Una sinergia podría ser por ejemplo, encontrar una forma de manejo del ganado que permita aumentar la producción, ya sea mediante aumento de la carga animal o de la productividad por animal, o ambas, a la vez de mantener la densidad de renovales forestales por encima del umbral B1”. Si esto fuera posible, se estaría transitando desde un compromiso a una sinergia, desde un ciclo vicioso a uno virtuoso.
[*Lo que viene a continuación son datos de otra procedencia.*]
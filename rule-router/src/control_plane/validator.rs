/********************************************************************************
 * Copyright (c) 2025 Contributors to the Eclipse Foundation
 *
 * See the NOTICE file(s) distributed with this work for additional
 * information regarding copyright ownership.
 *
 * This program and the accompanying materials are made available under the
 * terms of the Apache License Version 2.0 which is available at
 * https://www.apache.org/licenses/LICENSE-2.0
 *
 * SPDX-License-Identifier: Apache-2.0
 ********************************************************************************/

//! Structural rule validation, run at load time before index install.
//!
//! Operator validity is enforced by the model's closed enums at parse time;
//! this pass covers everything the type system cannot: wildcard placement,
//! empty fields, QoS range, `matches` regexes and template variable names.

use crate::errors::RouterError;
use crate::routing::validate_pattern;
use crate::rule::{CompareOp, Condition, Conditions, Rule};
use lazy_static::lazy_static;
use regex::Regex;
use std::collections::HashSet;

lazy_static! {
    // A variable is a dotted identifier path or a recognized-form function
    // call like `uuid4()`.
    static ref VALID_VARIABLE: Regex = Regex::new(
        r"^[a-zA-Z_][a-zA-Z0-9_]*(\.[a-zA-Z_][a-zA-Z0-9_]*)*$"
    )
    .expect("variable pattern is valid");
    static ref VALID_FUNCTION: Regex =
        Regex::new(r"^[a-zA-Z_][a-zA-Z0-9_]*\(\)$").expect("function pattern is valid");
}

/// Validates one rule. Load-time failures abort startup.
pub fn validate_rule(rule: &Rule) -> Result<(), RouterError> {
    validate_pattern(&rule.topic)?;

    if rule.action.topic.is_empty() {
        return Err(invalid("action.topic", "action topic cannot be empty"));
    }
    if rule.action.qos > 2 {
        return Err(invalid("action.qos", "QoS must be 0, 1 or 2"));
    }
    validate_template("action.topic", &rule.action.topic)?;
    validate_template("action.payload", &rule.action.payload)?;

    if let Some(conditions) = &rule.conditions {
        validate_conditions("conditions", conditions)?;
    }

    Ok(())
}

/// Validates a whole rule set and rejects duplicate topic patterns across it.
pub fn validate_rules(rules: &[Rule]) -> Result<(), RouterError> {
    let mut seen: HashSet<&str> = HashSet::new();
    for rule in rules {
        validate_rule(rule)?;
        if !seen.insert(rule.topic.as_str()) {
            return Err(RouterError::DuplicatePattern {
                pattern: rule.topic.clone(),
            });
        }
    }
    Ok(())
}

fn validate_conditions(field: &str, conditions: &Conditions) -> Result<(), RouterError> {
    for (i, item) in conditions.items.iter().enumerate() {
        validate_condition(&format!("{field}.items[{i}]"), item)?;
    }
    for (i, group) in conditions.groups.iter().enumerate() {
        validate_conditions(&format!("{field}.groups[{i}]"), group)?;
    }
    Ok(())
}

fn validate_condition(field: &str, condition: &Condition) -> Result<(), RouterError> {
    if condition.field.is_empty() {
        return Err(invalid(field, "condition field cannot be empty"));
    }

    if condition.operator == CompareOp::Matches {
        let Some(pattern) = condition.value.as_str() else {
            return Err(invalid(field, "regex comparand must be a string"));
        };
        if let Err(err) = Regex::new(pattern) {
            return Err(invalid(field, &format!("invalid regex pattern: {err}")));
        }
    }

    Ok(())
}

fn validate_template(field: &str, template: &str) -> Result<(), RouterError> {
    let mut rest = template;
    while let Some(start) = rest.find("${") {
        let body = &rest[start + 2..];
        let Some(end) = body.find('}') else {
            // Unterminated `${` renders literally; nothing to validate.
            return Ok(());
        };
        let variable = &body[..end];
        if !VALID_VARIABLE.is_match(variable) && !VALID_FUNCTION.is_match(variable) {
            return Err(invalid(
                field,
                &format!("invalid template variable name: `{variable}`"),
            ));
        }
        rest = &body[end + 1..];
    }
    Ok(())
}

fn invalid(field: &str, reason: &str) -> RouterError {
    RouterError::InvalidRule {
        field: field.to_string(),
        reason: reason.to_string(),
    }
}

#[cfg(test)]
mod tests {
    use super::*;
    use crate::rule::{Action, LogicOp};
    use serde_json::json;

    fn rule() -> Rule {
        Rule {
            topic: "sensors/+/temperature".to_string(),
            source_broker: None,
            description: None,
            enabled: true,
            conditions: None,
            action: Action {
                topic: "alerts/${device.id}".to_string(),
                target_broker: Some("cloud".to_string()),
                payload: "{\"value\":${temperature}}".to_string(),
                qos: 1,
                retain: false,
                headers: None,
            },
            priority: 0,
            created_at: chrono::Utc::now(),
            updated_at: chrono::Utc::now(),
        }
    }

    #[test]
    fn well_formed_rule_passes() {
        assert!(validate_rule(&rule()).is_ok());
    }

    #[test]
    fn wildcard_misplacement_is_an_invalid_pattern() {
        let mut bad = rule();
        bad.topic = "sensors/#/temperature".to_string();
        assert!(matches!(
            validate_rule(&bad),
            Err(RouterError::InvalidPattern { .. })
        ));
    }

    #[test]
    fn qos_out_of_range_is_rejected() {
        let mut bad = rule();
        bad.action.qos = 3;
        assert!(matches!(
            validate_rule(&bad),
            Err(RouterError::InvalidRule { ref field, .. }) if field == "action.qos"
        ));
    }

    #[test]
    fn empty_action_topic_is_rejected() {
        let mut bad = rule();
        bad.action.topic = String::new();
        assert!(validate_rule(&bad).is_err());
    }

    #[test]
    fn malformed_template_variables_are_rejected() {
        let mut bad = rule();
        bad.action.payload = "${9lives}".to_string();
        assert!(validate_rule(&bad).is_err());

        let mut spaced = rule();
        spaced.action.topic = "alerts/${device id}".to_string();
        assert!(validate_rule(&spaced).is_err());
    }

    #[test]
    fn builtin_function_placeholders_are_accepted() {
        let mut with_fn = rule();
        with_fn.action.payload = "{\"id\":\"${uuid7()}\"}".to_string();
        assert!(validate_rule(&with_fn).is_ok());
    }

    #[test]
    fn bad_matches_regex_is_rejected_at_load() {
        let mut bad = rule();
        bad.conditions = Some(Conditions {
            operator: LogicOp::And,
            items: vec![Condition {
                field: "serial".to_string(),
                operator: CompareOp::Matches,
                value: json!("(["),
            }],
            groups: vec![],
        });
        assert!(validate_rule(&bad).is_err());

        let mut non_string = rule();
        non_string.conditions = Some(Conditions {
            operator: LogicOp::Or,
            items: vec![Condition {
                field: "serial".to_string(),
                operator: CompareOp::Matches,
                value: json!(7),
            }],
            groups: vec![],
        });
        assert!(validate_rule(&non_string).is_err());
    }

    #[test]
    fn empty_condition_field_in_nested_group_is_rejected() {
        let mut bad = rule();
        bad.conditions = Some(Conditions {
            operator: LogicOp::And,
            items: vec![],
            groups: vec![Conditions {
                operator: LogicOp::Or,
                items: vec![Condition {
                    field: String::new(),
                    operator: CompareOp::Exists,
                    value: json!(null),
                }],
                groups: vec![],
            }],
        });
        let err = validate_rule(&bad).unwrap_err();
        assert!(err.to_string().contains("conditions.groups[0].items[0]"));
    }

    #[test]
    fn duplicate_patterns_across_a_set_are_rejected() {
        let rules = vec![rule(), rule()];
        assert!(matches!(
            validate_rules(&rules),
            Err(RouterError::DuplicatePattern { .. })
        ));
    }
}
/********************************************************************************
 * Copyright (c) 2025 Contributors to the Eclipse Foundation
 *
 * See the NOTICE file(s) distributed with this work for additional
 * information regarding copyright ownership.
 *
 * This program and the accompanying materials are made available under the
 * terms of the Apache License Version 2.0 which is available at
 * https://www.apache.org/licenses/LICENSE-2.0
 *
 * SPDX-License-Identifier: Apache-2.0
 ********************************************************************************/

//! Condition-tree evaluation against parsed payload values.
//!
//! The evaluator is total: it never panics and never propagates errors.
//! Every anomalous input resolves to FALSE, except a missing field under
//! `neq`, which is TRUE (a nonexistent value is not equal to anything). A
//! malformed condition must not stall the pipeline; the processor surfaces
//! such rules through its logs.

use crate::rule::{CompareOp, Condition, Conditions, LogicOp};
use crate::value::{coerce_string, compare, lookup_path, values_equal, ValueMap};
use regex::Regex;
use std::cmp::Ordering;

/// Decides whether the payload values satisfy a conditions tree.
///
/// An absent tree, or a group with neither items nor nested groups, matches
/// every payload. Sub-results are computed leaves-first, then nested groups,
/// joined by the group operator: AND is true iff all sub-results are true
/// (vacuously true when empty), OR iff any is (vacuously false when empty).
pub fn evaluate(conditions: Option<&Conditions>, values: &ValueMap) -> bool {
    let Some(conditions) = conditions else {
        return true;
    };
    if conditions.is_empty() {
        return true;
    }
    evaluate_group(conditions, values)
}

fn evaluate_group(group: &Conditions, values: &ValueMap) -> bool {
    let leaves = group.items.iter().map(|item| evaluate_leaf(item, values));
    let nested = group
        .groups
        .iter()
        .map(|nested| evaluate(Some(nested), values));
    let mut results = leaves.chain(nested);

    match group.operator {
        LogicOp::And => results.all(|result| result),
        LogicOp::Or => results.any(|result| result),
    }
}

fn evaluate_leaf(condition: &Condition, values: &ValueMap) -> bool {
    let Some(value) = lookup_path(values, &condition.field) else {
        return condition.operator == CompareOp::Neq;
    };

    match condition.operator {
        CompareOp::Exists => true,
        CompareOp::Eq => values_equal(value, &condition.value),
        CompareOp::Neq => !values_equal(value, &condition.value),
        CompareOp::Gt => ordered(value, condition, |o| o == Ordering::Greater),
        CompareOp::Lt => ordered(value, condition, |o| o == Ordering::Less),
        CompareOp::Gte => ordered(value, condition, |o| o != Ordering::Less),
        CompareOp::Lte => ordered(value, condition, |o| o != Ordering::Greater),
        CompareOp::Contains => {
            coerce_string(value).contains(&coerce_string(&condition.value))
        }
        CompareOp::Matches => matches_pattern(value, condition),
    }
}

fn ordered(
    value: &serde_json::Value,
    condition: &Condition,
    accept: impl FnOnce(Ordering) -> bool,
) -> bool {
    compare(value, &condition.value).is_some_and(accept)
}

fn matches_pattern(value: &serde_json::Value, condition: &Condition) -> bool {
    let Some(pattern) = condition.value.as_str() else {
        return false;
    };
    // Compilation failures yield FALSE; the validator rejects these at load.
    let Ok(regex) = Regex::new(pattern) else {
        return false;
    };
    regex.is_match(&coerce_string(value))
}
/********************************************************************************
 * Copyright (c) 2025 Contributors to the Eclipse Foundation
 *
 * See the NOTICE file(s) distributed with this work for additional
 * information regarding copyright ownership.
 *
 * This program and the accompanying materials are made available under the
 * terms of the Apache License Version 2.0 which is available at
 * https://www.apache.org/licenses/LICENSE-2.0
 *
 * SPDX-License-Identifier: Apache-2.0
 ********************************************************************************/

//! End-to-end routing scenarios over the full broker → processor → broker
//! path.

mod support;

use rule_router::{
    Broker, BrokerManager, BrokerRole, InProcBroker, IngressListener, Processor,
    ProcessorOptions, Rule,
};
use std::sync::Arc;
use support::RecordingBroker;

fn parse_rules(json: &str) -> Vec<Rule> {
    serde_json::from_str(json).expect("test rules should parse")
}

struct Fixture {
    source: Arc<InProcBroker>,
    target: Arc<RecordingBroker>,
    processor: Arc<Processor>,
}

/// One connected source broker, one recording target, processor wired
/// through the manager and subscribed to the given patterns.
async fn fixture(options: ProcessorOptions, rules_json: &str, patterns: &[&str]) -> Fixture {
    support::init_logging();

    let source = Arc::new(InProcBroker::connected("edge", BrokerRole::Source));
    let target = Arc::new(RecordingBroker::target("cloud"));

    let manager = Arc::new(BrokerManager::new());
    manager.add_broker(source.clone()).unwrap();
    manager.add_broker(target.clone()).unwrap();

    let rules = parse_rules(rules_json);
    manager.check_rule_targets(&rules).unwrap();

    let processor = Arc::new(Processor::with_publisher(options, Some(manager.clone() as _)));
    processor.load_rules(rules).unwrap();

    let patterns: Vec<String> = patterns.iter().map(|p| p.to_string()).collect();
    let listener = Arc::new(IngressListener::new(processor.clone(), "edge"));
    manager.subscribe_sources(&patterns, listener).await.unwrap();

    Fixture {
        source,
        target,
        processor,
    }
}

#[tokio::test(flavor = "multi_thread")]
async fn simple_match_publishes_rendered_action() {
    let fixture = fixture(
        ProcessorOptions::default(),
        r#"[
            { "topic": "sensors/temperature",
              "conditions": {
                  "operator": "and",
                  "items": [ { "field": "temperature", "operator": "gt", "value": 30 } ]
              },
              "action": { "topic": "alerts/temp", "payload": "{\"alert\":${temperature}}" } }
        ]"#,
        &["sensors/temperature"],
    )
    .await;

    fixture
        .source
        .publish("sensors/temperature", br#"{"temperature":32.5}"#, 0, false)
        .await
        .unwrap();
    fixture
        .source
        .publish("sensors/temperature", br#"{"temperature":20}"#, 0, false)
        .await
        .unwrap();

    fixture.processor.close();

    let published = fixture.target.published();
    assert_eq!(published.len(), 1);
    assert_eq!(published[0].0, "alerts/temp");
    assert_eq!(published[0].1, "{\"alert\":32.5}");

    let stats = fixture.processor.stats();
    assert_eq!(stats.processed, 2);
    assert_eq!(stats.matched, 1);
    assert_eq!(stats.errors, 0);
}

#[tokio::test]
async fn single_level_wildcard_matches_exactly_one_segment() {
    let processor = Processor::new(ProcessorOptions::default());
    processor
        .load_rules(parse_rules(
            r#"[ { "topic": "sensors/+/temperature",
                   "action": { "topic": "alerts", "payload": "hit" } } ]"#,
        ))
        .unwrap();

    let hit = processor
        .process("sensors/room1/temperature", b"{}")
        .await
        .unwrap();
    assert_eq!(hit.len(), 1);

    let wrong_leaf = processor.process("sensors/room1/humidity", b"{}").await.unwrap();
    assert!(wrong_leaf.is_empty());

    let too_deep = processor
        .process("sensors/room1/floor2/temperature", b"{}")
        .await
        .unwrap();
    assert!(too_deep.is_empty());

    processor.close();
}

#[tokio::test]
async fn multi_level_wildcard_matches_any_deeper_topic() {
    let processor = Processor::new(ProcessorOptions::default());
    processor
        .load_rules(parse_rules(
            r#"[ { "topic": "sensors/#",
                   "action": { "topic": "alerts", "payload": "hit" } } ]"#,
        ))
        .unwrap();

    assert_eq!(processor.process("sensors/a", b"{}").await.unwrap().len(), 1);
    assert_eq!(processor.process("sensors/a/b/c", b"{}").await.unwrap().len(), 1);
    assert!(processor.process("sensors", b"{}").await.unwrap().is_empty());

    processor.close();
}

#[tokio::test]
async fn nested_condition_groups_route_the_documented_example() {
    let processor = Processor::new(ProcessorOptions::default());
    processor
        .load_rules(parse_rules(
            r#"[
                { "topic": "stations/weather",
                  "conditions": {
                      "operator": "and",
                      "items": [ { "field": "status", "operator": "eq", "value": "active" } ],
                      "groups": [ {
                          "operator": "or",
                          "items": [ { "field": "temp", "operator": "gt", "value": 32 } ],
                          "groups": [ {
                              "operator": "and",
                              "items": [
                                  { "field": "humidity", "operator": "gt", "value": 85 },
                                  { "field": "pressure", "operator": "lt", "value": 990 }
                              ]
                          } ]
                      } ]
                  },
                  "action": { "topic": "alerts/storm", "payload": "storm" } }
            ]"#,
        ))
        .unwrap();

    let matching = processor
        .process(
            "stations/weather",
            br#"{"status":"active","temp":25,"humidity":90,"pressure":980}"#,
        )
        .await
        .unwrap();
    assert_eq!(matching.len(), 1);

    let no_branch = processor
        .process(
            "stations/weather",
            br#"{"status":"active","temp":25,"humidity":90,"pressure":1005}"#,
        )
        .await
        .unwrap();
    assert!(no_branch.is_empty());

    processor.close();
}

#[tokio::test(flavor = "multi_thread")]
async fn missing_topic_variable_skips_only_the_failing_rule() {
    let fixture = fixture(
        ProcessorOptions::default(),
        r#"[
            { "topic": "sensors/boiler",
              "action": { "topic": "alerts/${device_id}", "payload": "specific" } },
            { "topic": "sensors/+",
              "action": { "topic": "alerts/generic", "payload": "generic" } }
        ]"#,
        &["sensors/#"],
    )
    .await;

    fixture
        .source
        .publish("sensors/boiler", br#"{"temperature":99}"#, 0, false)
        .await
        .unwrap();

    fixture.processor.close();

    // The unresolvable topic template published nothing; the sibling rule
    // for the same message still ran, and the error counter is untouched.
    let published = fixture.target.published();
    assert_eq!(published.len(), 1);
    assert_eq!(published[0].0, "alerts/generic");

    let stats = fixture.processor.stats();
    assert_eq!(stats.processed, 1);
    assert_eq!(stats.matched, 1);
    assert_eq!(stats.errors, 0);
}

#[tokio::test(flavor = "multi_thread")]
async fn concurrent_submissions_drain_with_exact_counts() {
    let fixture = fixture(
        ProcessorOptions {
            workers: 4,
            queue_size: 64,
            batch_size: 16,
        },
        r#"[
            { "topic": "load/test",
              "action": { "topic": "out/${n}", "payload": "${n}" } }
        ]"#,
        &["load/test"],
    )
    .await;

    let mut producers = Vec::new();
    for chunk in 0..10 {
        let processor = fixture.processor.clone();
        producers.push(tokio::spawn(async move {
            for i in 0..100 {
                let payload = format!("{{\"n\":{}}}", chunk * 100 + i);
                processor
                    .submit(Some("edge"), "load/test", payload.as_bytes())
                    .await
                    .unwrap();
            }
        }));
    }
    for producer in producers {
        producer.await.unwrap();
    }

    fixture.processor.close();

    let stats = fixture.processor.stats();
    assert_eq!(stats.processed, 1000);
    assert_eq!(stats.matched, 1000);
    assert_eq!(stats.errors, 0);
    assert_eq!(fixture.target.published_count(), 1000);
}

#[tokio::test(flavor = "multi_thread")]
async fn publish_failures_count_errors_without_stopping_the_drain() {
    support::init_logging();

    let manager = Arc::new(BrokerManager::new());
    let target = Arc::new(RecordingBroker::failing_target("cloud"));
    manager.add_broker(target.clone()).unwrap();

    let processor = Arc::new(Processor::with_publisher(
        ProcessorOptions {
            workers: 2,
            queue_size: 8,
            batch_size: 1,
        },
        Some(manager as _),
    ));
    processor
        .load_rules(parse_rules(
            r#"[ { "topic": "sensors/a", "action": { "topic": "out", "payload": "x" } } ]"#,
        ))
        .unwrap();

    for _ in 0..10 {
        processor.submit(None, "sensors/a", b"{}").await.unwrap();
    }
    processor.close();

    let stats = processor.stats();
    assert_eq!(stats.processed, 10);
    assert_eq!(stats.matched, 10);
    assert_eq!(stats.errors, 10);
    assert_eq!(target.published_count(), 0);
}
Tal es el caso de lo ocurrido durante un proyecto de co-innovación en horticultura en Uruguay (Figura 2b), donde fue posible disminuir la erosión del suelo y aumentar los ingresos familiares al mismo tiempo (cuando en general se asumía que la pérdida de suelos era un ‘costo necesario’ de la horticultura qua había que asumir).

Diferentes miradas

Finalmente, y de lleno en las sinergias subjetivas, es importante considerar la diversidad de actores interesados en tales relaciones. Por ejemplo, promover medidas de manejo que aumenten la necesidad de mano de obra en la explotación puede ser visto como un compromiso para el productor, que prefiere o necesita bajar costos, pero puede ser visto como una oportunidad para generar empleos rurales para un decisor político. Es decir que la misma relación puede ser vista como compromiso o sinergia por diferentes actores.

Referencias
Tittonell, P., 2013. Towards ecologically intensive smallholder farming systems. Design, scales and tradeoffs evaluation. In: Vanlauwe et al. (eds.) Agro-ecological Intensification of Agricultural Systems in the African Highlands, Earthscan, Rutledge, Oxon, p. 132-144.
Dogliotti, S., García, M.C., Peluffo, S., Dieste, J.P., Pedemonte, A.J., Bacigalupe, G.F., Scarlato, M., Alliaume, F., Alvarez, J., Chiappe, M., Rossing, W.A.H., 2014. Co-innovation of family farm systems: A systems approach to sustainable agriculture. Agricultural Systems 126.